Osman Batur göçebe Kazak hayatını yaşayarak büyüdü. 10 yaşından önce iyi bir binici ve usta bir avcı olan Osman Batur, savaş sanatının inceliklerini 12 yaşında hizmetine girdiği Kazak Türklerinden olan Böke Batur’dan öğrenmiştir. Böke Batur’un Çinlilere yenilmesi akabinde, Böke Batur’un Tibet üzerinden Türkiye’ye ulaşmaya çalışırken yakalanıp başının kesilmesinden sonra doğduğu yerde 40 yaşına kadar çiftçilikle uğraştı. 


 
1940 yılına gelindiğinde Çin yönetiminin baskılarını iyice arttırması üzerine silahını alarak tek başına dağa çıktı. Tek başına başladığı mücadeleyi 29 Nisan 1951’de Urumçi’de idam edilene dek sürdürdü.

Osman Batur'un Mücadelesi
1911 yılında Çinlilere ve Ruslara karşı mücadeleye başlayan Osman Batur, bütün Altay topraklarının ve Doğu Türkistan’ın Çinlilerden ve Ruslardan kurtarılmasını amaç edinmişti.
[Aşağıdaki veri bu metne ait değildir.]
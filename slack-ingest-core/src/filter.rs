//! The accept/drop decision for a single Slack event.
//!
//! [`classify`] is a pure function of the event, the adapter's own identity
//! and the current [`IngestState`]. Rules are evaluated in order and the
//! first match wins:
//!
//! 1. not a `message` / `app_mention` → [`DropReason::UnsupportedType`]
//! 2. `message_changed` / `message_deleted` → [`DropReason::Edit`]
//! 3. sent by this bot → [`DropReason::SelfMessage`]
//! 4. no usable timestamp → [`DropReason::Malformed`]
//! 5. `ts <= watermark` → [`DropReason::Stale`] (or [`DropReason::Duplicate`]
//!    when the event's `client_msg_id` is also remembered)
//! 6. `client_msg_id` already seen → [`DropReason::Duplicate`]
//! 7. otherwise accept
//!
//! `url_verification` handshakes are answered before an event ever gets
//! here.

use compact_str::CompactString;
use slack_ingest_sdk::objects::SlackEvent;
use std::fmt;

use crate::state::{IngestState, SlackTs};

/// Ids identifying messages this adapter's own bot sent.
#[derive(Debug, Clone, Default, PartialEq, Eq)]
pub struct SelfIdentity {
    /// The bot id (`B…`), compared against both `bot_id` and `user`.
    pub bot_id: Option<CompactString>,
    /// The bot's user id (`U…`), compared against `user`.
    pub user_id: Option<CompactString>,
}

impl SelfIdentity {
    pub fn new(bot_id: Option<CompactString>, user_id: Option<CompactString>) -> Self {
        let non_empty = |id: Option<CompactString>| id.filter(|id| !id.trim().is_empty());
        Self {
            bot_id: non_empty(bot_id),
            user_id: non_empty(user_id),
        }
    }

    pub fn is_empty(&self) -> bool {
        self.bot_id.is_none() && self.user_id.is_none()
    }

    /// Whether `event` was produced by this bot.
    pub fn sent(&self, event: &SlackEvent) -> bool {
        let user = event.user.as_deref();
        let bot_id = event.bot_id.as_deref();
        let by_bot_id = self
            .bot_id
            .as_deref()
            .is_some_and(|own| bot_id == Some(own) || user == Some(own));
        let by_user_id = self
            .user_id
            .as_deref()
            .is_some_and(|own| user == Some(own));
        by_bot_id || by_user_id
    }
}

/// Why an event or envelope was not emitted.
#[derive(Debug, Clone, Copy, PartialEq, Eq, Hash)]
pub enum DropReason {
    /// Event type other than `message` / `app_mention`.
    UnsupportedType,
    /// Edit or deletion of an earlier message.
    Edit,
    /// Sent by this adapter's own bot.
    SelfMessage,
    /// Missing or unparseable timestamp.
    Malformed,
    /// At or before the watermark.
    Stale,
    /// Same `client_msg_id` already accepted.
    Duplicate,
    /// The gate's accept budget is used up.
    Closed,
    /// The output stream could not be written.
    SinkUnavailable,
    /// Signature verification failed.
    InvalidSignature,
    /// The envelope body is not a valid Events API payload.
    MalformedEnvelope,
    /// The buffered envelope carries a different source tag.
    ForeignSource,
}

impl DropReason {
    pub fn as_str(&self) -> &'static str {
        match self {
            DropReason::UnsupportedType => "unsupported_type",
            DropReason::Edit => "edit",
            DropReason::SelfMessage => "self",
            DropReason::Malformed => "malformed",
            DropReason::Stale => "stale",
            DropReason::Duplicate => "duplicate",
            DropReason::Closed => "closed",
            DropReason::SinkUnavailable => "sink_unavailable",
            DropReason::InvalidSignature => "invalid_signature",
            DropReason::MalformedEnvelope => "malformed_envelope",
            DropReason::ForeignSource => "foreign_source",
        }
    }
}

impl fmt::Display for DropReason {
    fn fmt(&self, f: &mut fmt::Formatter<'_>) -> fmt::Result {
        f.write_str(self.as_str())
    }
}

/// State changes that follow from accepting an event.
#[derive(Debug, Clone, PartialEq, Eq)]
pub struct Acceptance {
    /// The event's own timestamp.
    pub ts: SlackTs,
    /// `max(watermark, ts)`.
    pub watermark: SlackTs,
    /// `client_msg_id` to remember, if the event has one.
    pub record_id: Option<CompactString>,
}

/// Outcome of [`classify`].
#[derive(Debug, Clone, PartialEq, Eq)]
pub enum Decision {
    Accept(Acceptance),
    Drop(DropReason),
}

impl Decision {
    pub fn is_accept(&self) -> bool {
        matches!(self, Decision::Accept(_))
    }

    pub fn drop_reason(&self) -> Option<DropReason> {
        match self {
            Decision::Accept(_) => None,
            Decision::Drop(reason) => Some(*reason),
        }
    }
}

/// Decide whether `event` should be emitted given `state`.
pub fn classify(event: &SlackEvent, identity: &SelfIdentity, state: &IngestState) -> Decision {
    if !event.is_chat_event() {
        return Decision::Drop(DropReason::UnsupportedType);
    }
    if event.is_edit() {
        return Decision::Drop(DropReason::Edit);
    }
    if identity.sent(event) {
        return Decision::Drop(DropReason::SelfMessage);
    }
    let Some(ts) = event.decision_ts().and_then(|raw| raw.parse::<SlackTs>().ok()) else {
        return Decision::Drop(DropReason::Malformed);
    };
    let record_id = event.dedup_key().map(CompactString::from);
    let already_seen = record_id
        .as_deref()
        .is_some_and(|id| state.seen_ids.contains(id));
    if !state.watermark.admits(&ts) {
        // A stale event whose id is remembered is reported as the more
        // specific duplicate.
        let reason = if already_seen {
            DropReason::Duplicate
        } else {
            DropReason::Stale
        };
        return Decision::Drop(reason);
    }
    if already_seen {
        return Decision::Drop(DropReason::Duplicate);
    }

    Decision::Accept(Acceptance {
        watermark: state.watermark.advanced_to(&ts),
        ts,
        record_id,
    })
}
//! HTTP clients for the sidecar buffer and the Slack Web API.
//!
//! Gated behind the `client` cargo feature so downstream crates that only
//! need the shared types do not pull in `reqwest`.

mod sidecar;
mod slack;

pub use sidecar::SidecarClient;
pub use slack::{HistoryQuery, SlackWebClient};

use reqwest::StatusCode;

/// Errors produced by the HTTP clients.
#[derive(Debug, thiserror::Error)]
pub enum ClientError {
    /// Transport-level failure (DNS, TLS, connection reset, timeout, …).
    #[error("http error: {0}")]
    Http(#[from] reqwest::Error),

    /// The server returned a non-2xx status code.
    #[error("api error: status {status}, body: {body}")]
    Api { status: StatusCode, body: String },

    /// Slack answered `ok: false`.
    #[error("slack error: {0}")]
    Slack(String),

    /// Response body could not be deserialized.
    #[error("json error: {0}")]
    Json(#[from] serde_json::Error),

    /// The base URL could not be joined with the endpoint path.
    #[error("invalid url: {0}")]
    Url(#[from] url::ParseError),
}

async fn parse_response<T: serde::de::DeserializeOwned>(
    resp: reqwest::Response,
) -> Result<T, ClientError> {
    let status = resp.status();
    if !status.is_success() {
        let body = resp.text().await.unwrap_or_default();
        return Err(ClientError::Api { status, body });
    }
    let bytes = resp.bytes().await?;
    serde_json::from_slice(&bytes).map_err(ClientError::Json)
}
II. Dünya Savaşı yıllarında Doğu Türkistan topraklarındaki Türklere yönelik baskıların kuvvetlenmesi ile birlikte tepki hareketleri de kuvvet kazanmış ve Osman Batur’un yükselmesine zemin hazırlamıştı.

Altayları Çinlilerden temizlemeye başlayan Osman Batur, 1943 yılında hedefine ulaşmış görünüyordu. 22 Temmuz 1943’te Bulgun’da yapılan törenle Osman Batur Altay Kazakları’nın Han’ı ilân edildi. 1945’e gelindiğinde Doğu Türkistan’da birkaç şehir haricinde kontrol Türklerin eline geçmişti. Durum Çinliler için artık tahammül edilemez ve tehlikeli bir hâl alınca Çin orduları bölgeye sert ve yoğun operasyonlar uyguladı. Targabatay ve Altaylardan çıkarılan Osman Batur mücadeleye otuz bin kişi ile başlamış olsa da, 1950’ye gelindiğinde bu sayı yaklaşık dört bine kadar düşmüştü. Alibek Hâkim ve silah arkadaşlarının mücadelesi de devam ediyordu.

Osman Batur'un Şehit Edilmesi


1951 yılında Kanambal’da sıkıştırılan Osman Batur esir düştü ve Urumçi’ye götürüldü.

Osman Batur, halk arasında dolaştırılarak teşhir edildi ve 29 Nisan 1951 tarihinde elleri ve ayakları kesildikten sonra kurşunlanarak şehit edildi. Osman Batur'un şehit edilmesinden sonra çocukları da korkunç şekilde işkence ile öldürüldü.

Evlatlarına yapılan bu zulme, işkenceye ve katliama dayanamayan Mamey Hatun aklını kaybetti ve olay yerinin yakınındaki nehrin köpürerek akan azgın sularına kendini attı.

Doğu Türkistan Türkleri Osman Batur’un şehit edildiği 29 Nisan 1951 gününe “Güneşin söndüğü gün” diyorlar fakat gerçekte o güneş eskisinden daha güçlü yanıyor.
 
Çinliler her melaneti yaptı ama Osman Batur’un, ulusunun yüreğinde yaktığı özgürlük ateşini söndüremedi! Onun adı bugün bile Pekin’i titretiyor.